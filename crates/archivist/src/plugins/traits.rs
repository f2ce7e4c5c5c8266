//! Base plugin trait definition.
//!
//! All plugins implement `Plugin`, which provides lifecycle hooks and
//! identifying metadata.

use crate::Result;

/// Base trait for all plugins.
///
/// Plugins are shared across threads behind `Arc`, so they must be `Send + Sync`
/// and use interior mutability for any state.
pub trait Plugin: Send + Sync {
    /// Unique kebab-case name used for registration and logging.
    fn name(&self) -> &str;

    fn version(&self) -> String;

    /// Called once when the plugin is registered.
    fn initialize(&self) -> Result<()>;

    /// Called once when the plugin is removed or the registry shuts down.
    fn shutdown(&self) -> Result<()>;

    fn description(&self) -> &str {
        ""
    }
}
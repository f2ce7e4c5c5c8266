//! TCP transport: one task per connection, newline-delimited messages.

use crate::Result;
use crate::mcp::McpRouter;
use std::net::SocketAddr;
use std::sync::Arc;
use tokio::io::BufReader;
use tokio::net::{TcpListener, TcpStream};

/// Bind `addr` and serve connections forever.
pub async fn serve_tcp(router: Arc<McpRouter>, addr: SocketAddr) -> Result<()> {
    let listener = TcpListener::bind(addr).await?;
    tracing::info!("MCP server listening on tcp://{}", listener.local_addr()?);
    accept_loop(router, listener).await
}

/// Serve connections accepted from an already bound listener.
pub async fn accept_loop(router: Arc<McpRouter>, listener: TcpListener) -> Result<()> {
    loop {
        let (stream, peer) = listener.accept().await?;
        tracing::debug!("Accepted connection from {}", peer);

        let router = Arc::clone(&router);
        tokio::spawn(async move {
            if let Err(e) = handle_connection(router, stream).await {
                tracing::warn!("Connection {} closed with error: {}", peer, e);
            } else {
                tracing::debug!("Connection {} closed", peer);
            }
        });
    }
}

async fn handle_connection(router: Arc<McpRouter>, stream: TcpStream) -> Result<()> {
    let (read_half, write_half) = stream.into_split();
    super::serve_lines(router, BufReader::new(read_half), write_half).await
}

#[cfg(test)]
mod tests {
    use super::*;
    use crate::core::config::ServerConfig;
    use serde_json::Value;
    use tokio::io::{AsyncBufReadExt, AsyncWriteExt};

    #[tokio::test]
    async fn test_tcp_round_trip() {
        let dir = tempfile::tempdir().unwrap();
        let router = Arc::new(McpRouter::from_config(&ServerConfig::with_store_path(dir.path())).unwrap());

        let listener = TcpListener::bind("127.0.0.1:0").await.unwrap();
        let addr = listener.local_addr().unwrap();
        let server = tokio::spawn(accept_loop(router, listener));

        let stream = TcpStream::connect(addr).await.unwrap();
        let (read_half, mut write_half) = stream.into_split();
        write_half
            .write_all(b"{\"jsonrpc\":\"2.0\",\"id\":\"t-1\",\"method\":\"resources/list\"}\n")
            .await
            .unwrap();

        let mut lines = BufReader::new(read_half).lines();
        let line = lines.next_line().await.unwrap().unwrap();
        let value: Value = serde_json::from_str(&line).unwrap();
        assert_eq!(value["id"], "t-1");
        assert_eq!(value["result"]["resources"], serde_json::json!([]));

        server.abort();
    }
}
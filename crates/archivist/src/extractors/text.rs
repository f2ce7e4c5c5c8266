//! Plain text extractor.

use crate::Result;
use crate::core::io::read_file_sync;
use crate::plugins::{ContentExtractor, Plugin};
use std::path::Path;

/// Extensions read as text without any transformation.
pub const TEXT_EXTENSIONS: &[&str] = &[
    "txt", "md", "markdown", "csv", "tsv", "json", "yaml", "yml", "toml", "xml", "html", "htm", "log", "rst",
    "org", "tex", "ini", "cfg", "conf", "properties", "sql", "sh",
];

/// Plain text extractor.
///
/// Returns file content unchanged. Invalid UTF-8 sequences are replaced.
pub struct PlainTextExtractor;

impl PlainTextExtractor {
    pub fn new() -> Self {
        Self
    }
}

impl Default for PlainTextExtractor {
    fn default() -> Self {
        Self::new()
    }
}

impl Plugin for PlainTextExtractor {
    fn name(&self) -> &str {
        "plain-text-extractor"
    }

    fn version(&self) -> String {
        env!("CARGO_PKG_VERSION").to_string()
    }

    fn initialize(&self) -> Result<()> {
        Ok(())
    }

    fn shutdown(&self) -> Result<()> {
        Ok(())
    }

    fn description(&self) -> &str {
        "Reads plain text and text-based markup files"
    }
}

impl ContentExtractor for PlainTextExtractor {
    fn supported_extensions(&self) -> &[&str] {
        TEXT_EXTENSIONS
    }

    fn extract(&self, path: &Path, _extension: &str) -> Result<String> {
        let bytes = read_file_sync(path)?;
        Ok(match String::from_utf8(bytes) {
            Ok(text) => text,
            Err(e) => String::from_utf8_lossy(e.as_bytes()).into_owned(),
        })
    }
}

#[cfg(test)]
mod tests {
    use super::*;
    use std::fs;
    use tempfile::tempdir;

    #[test]
    fn test_plain_text_is_returned_verbatim() {
        let dir = tempdir().unwrap();
        let path = dir.path().join("notes.md");
        fs::write(&path, "# Title\n\nbody\n\n").unwrap();

        let text = PlainTextExtractor::new().extract(&path, "md").unwrap();
        assert_eq!(text, "# Title\n\nbody\n\n");
    }

    #[test]
    fn test_invalid_utf8_is_replaced() {
        let dir = tempdir().unwrap();
        let path = dir.path().join("broken.txt");
        fs::write(&path, [b'o', b'k', 0xFF]).unwrap();

        let text = PlainTextExtractor::new().extract(&path, "txt").unwrap();
        assert!(text.starts_with("ok"));
        assert!(text.contains('\u{FFFD}'));
    }

    #[test]
    fn test_plugin_metadata() {
        let extractor = PlainTextExtractor::new();
        assert_eq!(extractor.name(), "plain-text-extractor");
        assert_eq!(extractor.priority(), 50);
        assert!(extractor.supported_extensions().contains(&"txt"));
    }
}
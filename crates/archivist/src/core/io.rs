//! File I/O utilities.
//!
//! Store identifiers are `/`-separated paths relative to the store root. This module
//! turns identifiers into filesystem paths (and back), and walks the store tree.

use crate::{ArchivistError, Result};
use std::path::{Component, Path, PathBuf};

/// Read a file synchronously.
///
/// # Errors
///
/// Returns `ArchivistError::Io` for I/O errors (these always bubble up).
pub fn read_file_sync(path: impl AsRef<Path>) -> Result<Vec<u8>> {
    std::fs::read(path.as_ref()).map_err(ArchivistError::Io)
}

/// Resolve a store identifier to a path under `root`.
///
/// Backslashes are treated as separators, empty and `.` segments are dropped.
///
/// # Errors
///
/// Returns `ArchivistError::Validation` if the identifier is empty, absolute, or
/// contains a `..` segment.
pub fn resolve_identifier(root: &Path, identifier: &str) -> Result<PathBuf> {
    let normalized = normalize_identifier(identifier)?;
    let mut path = root.to_path_buf();
    for segment in normalized.split('/') {
        path.push(segment);
    }
    Ok(path)
}

/// Normalize a store identifier to its canonical `a/b/c.txt` form.
pub fn normalize_identifier(identifier: &str) -> Result<String> {
    let trimmed = identifier.trim();
    if trimmed.is_empty() {
        return Err(ArchivistError::validation("File name cannot be empty"));
    }

    let unified = trimmed.replace('\\', "/");
    if unified.starts_with('/') || Path::new(&unified).is_absolute() || has_drive_prefix(&unified) {
        return Err(ArchivistError::validation(format!(
            "Absolute paths are not allowed: {}",
            identifier
        )));
    }

    let mut segments = Vec::new();
    for component in Path::new(&unified).components() {
        match component {
            Component::Normal(segment) => {
                let segment = segment.to_str().ok_or_else(|| {
                    ArchivistError::validation(format!("File name is not valid UTF-8: {}", identifier))
                })?;
                segments.push(segment);
            }
            Component::CurDir => {}
            Component::ParentDir => {
                return Err(ArchivistError::validation(format!(
                    "Path escapes the knowledge store: {}",
                    identifier
                )));
            }
            Component::RootDir | Component::Prefix(_) => {
                return Err(ArchivistError::validation(format!(
                    "Absolute paths are not allowed: {}",
                    identifier
                )));
            }
        }
    }

    if segments.is_empty() {
        return Err(ArchivistError::validation("File name cannot be empty"));
    }

    Ok(segments.join("/"))
}

fn has_drive_prefix(identifier: &str) -> bool {
    let bytes = identifier.as_bytes();
    bytes.len() >= 2 && bytes[0].is_ascii_alphabetic() && bytes[1] == b':'
}

/// Convert a path under `root` back to a store identifier.
///
/// Returns `None` for paths outside `root` or with non UTF-8 segments.
pub fn to_identifier(root: &Path, path: &Path) -> Option<String> {
    let relative = path.strip_prefix(root).ok()?;
    let segments = relative
        .components()
        .map(|component| match component {
            Component::Normal(segment) => segment.to_str(),
            _ => None,
        })
        .collect::<Option<Vec<_>>>()?;

    if segments.is_empty() {
        None
    } else {
        Some(segments.join("/"))
    }
}

/// Lower-cased extension of an identifier or path, empty when there is none.
pub fn extension_of(name: impl AsRef<Path>) -> String {
    name.as_ref()
        .extension()
        .and_then(|ext| ext.to_str())
        .map(|ext| ext.to_lowercase())
        .unwrap_or_default()
}

/// Traverse a directory and return all file paths matching a filter.
///
/// # Errors
///
/// Returns `ArchivistError::Validation` if `dir` is not a directory and
/// `ArchivistError::Io` for I/O errors.
pub fn traverse_directory<F>(dir: impl AsRef<Path>, recursive: bool, filter: Option<F>) -> Result<Vec<PathBuf>>
where
    F: Fn(&Path) -> bool,
{
    let dir = dir.as_ref();
    let mut files = Vec::new();

    if !dir.is_dir() {
        return Err(ArchivistError::validation(format!(
            "Path is not a directory: {}",
            dir.display()
        )));
    }

    traverse_directory_impl(dir, recursive, &filter, &mut files)?;
    Ok(files)
}

fn traverse_directory_impl<F>(dir: &Path, recursive: bool, filter: &Option<F>, files: &mut Vec<PathBuf>) -> Result<()>
where
    F: Fn(&Path) -> bool,
{
    let entries = std::fs::read_dir(dir).map_err(ArchivistError::Io)?;

    for entry in entries {
        let entry = entry.map_err(ArchivistError::Io)?;
        let path = entry.path();

        if path.is_file() {
            let should_include = match filter {
                Some(f) => f(&path),
                None => true,
            };

            if should_include {
                files.push(path);
            }
        } else if path.is_dir() && recursive {
            traverse_directory_impl(&path, recursive, filter, files)?;
        }
    }

    Ok(())
}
□ □ □ □
_ACTIVITY_
Your job is to return all lines above that hold the word "contains".

_RESPONSE TO THIS TASK_
        assert!(text.contains('\u{FFFD}'));
        assert!(extractor.supported_extensions().contains(&"txt"));
/// contains a `..` segment.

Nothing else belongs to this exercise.